- EXCERPTED DATA -
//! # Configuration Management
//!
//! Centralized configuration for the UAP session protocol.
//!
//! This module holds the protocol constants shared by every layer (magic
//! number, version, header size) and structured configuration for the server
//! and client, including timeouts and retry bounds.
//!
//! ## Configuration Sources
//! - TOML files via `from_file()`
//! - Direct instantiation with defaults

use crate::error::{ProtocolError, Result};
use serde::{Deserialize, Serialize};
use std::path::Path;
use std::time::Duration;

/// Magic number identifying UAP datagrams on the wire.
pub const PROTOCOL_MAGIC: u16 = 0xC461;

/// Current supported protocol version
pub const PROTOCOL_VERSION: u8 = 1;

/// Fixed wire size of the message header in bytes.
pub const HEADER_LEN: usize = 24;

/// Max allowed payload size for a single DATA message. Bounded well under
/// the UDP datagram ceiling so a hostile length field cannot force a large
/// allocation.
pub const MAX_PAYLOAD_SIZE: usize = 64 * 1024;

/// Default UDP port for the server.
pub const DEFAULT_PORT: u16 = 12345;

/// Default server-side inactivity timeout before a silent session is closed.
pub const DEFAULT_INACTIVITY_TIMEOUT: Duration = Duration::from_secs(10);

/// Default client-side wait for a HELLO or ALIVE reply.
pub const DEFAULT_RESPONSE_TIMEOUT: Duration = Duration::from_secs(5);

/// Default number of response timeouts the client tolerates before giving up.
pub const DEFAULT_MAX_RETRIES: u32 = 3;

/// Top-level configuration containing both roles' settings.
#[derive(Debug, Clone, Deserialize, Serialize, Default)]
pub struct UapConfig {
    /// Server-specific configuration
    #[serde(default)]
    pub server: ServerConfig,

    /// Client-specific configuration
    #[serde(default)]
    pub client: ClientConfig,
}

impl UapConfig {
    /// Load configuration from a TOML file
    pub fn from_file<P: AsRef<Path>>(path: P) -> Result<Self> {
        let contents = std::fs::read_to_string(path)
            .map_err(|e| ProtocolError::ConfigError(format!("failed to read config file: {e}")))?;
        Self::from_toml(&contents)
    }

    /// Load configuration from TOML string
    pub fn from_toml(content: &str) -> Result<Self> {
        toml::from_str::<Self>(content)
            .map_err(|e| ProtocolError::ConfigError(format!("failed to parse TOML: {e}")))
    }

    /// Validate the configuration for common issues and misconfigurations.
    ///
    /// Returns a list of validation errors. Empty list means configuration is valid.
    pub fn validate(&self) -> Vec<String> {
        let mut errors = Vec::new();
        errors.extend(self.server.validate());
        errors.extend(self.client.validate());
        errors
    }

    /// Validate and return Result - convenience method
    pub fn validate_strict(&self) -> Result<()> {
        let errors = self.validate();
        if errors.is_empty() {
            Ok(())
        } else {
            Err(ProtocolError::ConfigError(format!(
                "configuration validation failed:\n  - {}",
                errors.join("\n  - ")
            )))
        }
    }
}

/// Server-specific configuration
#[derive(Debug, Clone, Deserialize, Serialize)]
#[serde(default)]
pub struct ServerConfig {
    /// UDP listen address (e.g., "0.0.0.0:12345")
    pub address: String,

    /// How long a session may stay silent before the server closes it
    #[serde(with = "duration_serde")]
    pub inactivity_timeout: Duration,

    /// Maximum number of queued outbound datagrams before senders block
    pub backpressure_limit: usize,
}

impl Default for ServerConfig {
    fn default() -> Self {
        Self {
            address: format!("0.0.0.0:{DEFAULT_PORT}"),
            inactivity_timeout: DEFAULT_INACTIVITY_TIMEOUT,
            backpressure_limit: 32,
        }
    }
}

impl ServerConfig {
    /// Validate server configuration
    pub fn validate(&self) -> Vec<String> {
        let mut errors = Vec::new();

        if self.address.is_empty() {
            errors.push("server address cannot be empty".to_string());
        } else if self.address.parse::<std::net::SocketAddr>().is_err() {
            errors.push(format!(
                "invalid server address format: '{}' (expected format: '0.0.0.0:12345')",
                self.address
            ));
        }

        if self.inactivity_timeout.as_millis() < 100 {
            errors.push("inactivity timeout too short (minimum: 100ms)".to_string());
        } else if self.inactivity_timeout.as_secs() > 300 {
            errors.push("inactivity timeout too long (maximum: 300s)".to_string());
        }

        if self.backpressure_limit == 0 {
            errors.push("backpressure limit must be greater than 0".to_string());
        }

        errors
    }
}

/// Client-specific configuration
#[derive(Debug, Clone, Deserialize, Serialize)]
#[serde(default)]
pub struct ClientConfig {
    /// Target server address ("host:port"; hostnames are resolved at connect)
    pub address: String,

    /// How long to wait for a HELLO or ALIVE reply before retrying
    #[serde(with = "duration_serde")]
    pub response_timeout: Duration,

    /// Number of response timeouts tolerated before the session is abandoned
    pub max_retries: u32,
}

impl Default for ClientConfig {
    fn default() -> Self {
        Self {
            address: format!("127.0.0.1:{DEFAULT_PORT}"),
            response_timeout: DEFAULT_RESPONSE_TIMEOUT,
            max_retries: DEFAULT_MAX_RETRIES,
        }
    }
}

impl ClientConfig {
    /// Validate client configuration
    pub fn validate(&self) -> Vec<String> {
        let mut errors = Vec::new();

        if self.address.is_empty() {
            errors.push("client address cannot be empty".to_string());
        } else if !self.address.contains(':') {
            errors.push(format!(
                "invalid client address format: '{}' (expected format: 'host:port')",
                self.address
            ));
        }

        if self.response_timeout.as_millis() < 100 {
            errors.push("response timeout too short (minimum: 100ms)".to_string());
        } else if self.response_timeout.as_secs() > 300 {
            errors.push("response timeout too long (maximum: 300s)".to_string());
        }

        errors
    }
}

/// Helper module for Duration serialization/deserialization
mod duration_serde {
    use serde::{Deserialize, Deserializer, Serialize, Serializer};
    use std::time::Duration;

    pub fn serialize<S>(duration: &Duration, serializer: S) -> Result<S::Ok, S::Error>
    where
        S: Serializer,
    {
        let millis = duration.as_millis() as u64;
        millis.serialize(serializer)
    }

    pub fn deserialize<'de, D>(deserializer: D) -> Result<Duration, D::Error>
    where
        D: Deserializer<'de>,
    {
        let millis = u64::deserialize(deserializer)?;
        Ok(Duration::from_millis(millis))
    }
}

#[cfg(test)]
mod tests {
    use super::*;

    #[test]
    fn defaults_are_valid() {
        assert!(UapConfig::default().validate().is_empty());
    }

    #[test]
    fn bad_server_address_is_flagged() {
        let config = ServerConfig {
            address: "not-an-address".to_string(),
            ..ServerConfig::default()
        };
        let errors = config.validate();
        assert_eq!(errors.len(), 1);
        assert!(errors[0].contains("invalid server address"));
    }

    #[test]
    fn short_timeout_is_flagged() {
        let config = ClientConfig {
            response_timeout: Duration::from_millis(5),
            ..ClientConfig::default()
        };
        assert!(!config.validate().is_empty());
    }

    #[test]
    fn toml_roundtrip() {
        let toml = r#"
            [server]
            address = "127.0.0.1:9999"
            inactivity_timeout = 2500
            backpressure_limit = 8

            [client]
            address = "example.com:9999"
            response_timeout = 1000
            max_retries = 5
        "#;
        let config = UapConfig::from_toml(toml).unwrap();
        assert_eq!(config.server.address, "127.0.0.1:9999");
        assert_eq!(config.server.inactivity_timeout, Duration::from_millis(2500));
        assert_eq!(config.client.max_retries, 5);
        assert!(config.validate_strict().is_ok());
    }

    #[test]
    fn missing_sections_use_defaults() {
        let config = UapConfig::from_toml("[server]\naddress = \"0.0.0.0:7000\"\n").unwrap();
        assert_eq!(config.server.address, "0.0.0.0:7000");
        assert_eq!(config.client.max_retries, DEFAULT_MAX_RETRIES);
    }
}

- PROBLEM -
Find and show each line of the listing with the word "module".

- EXERCISE OUTPUT -
//! This module holds the protocol constants shared by every layer (magic
/// Helper module for Duration serialization/deserialization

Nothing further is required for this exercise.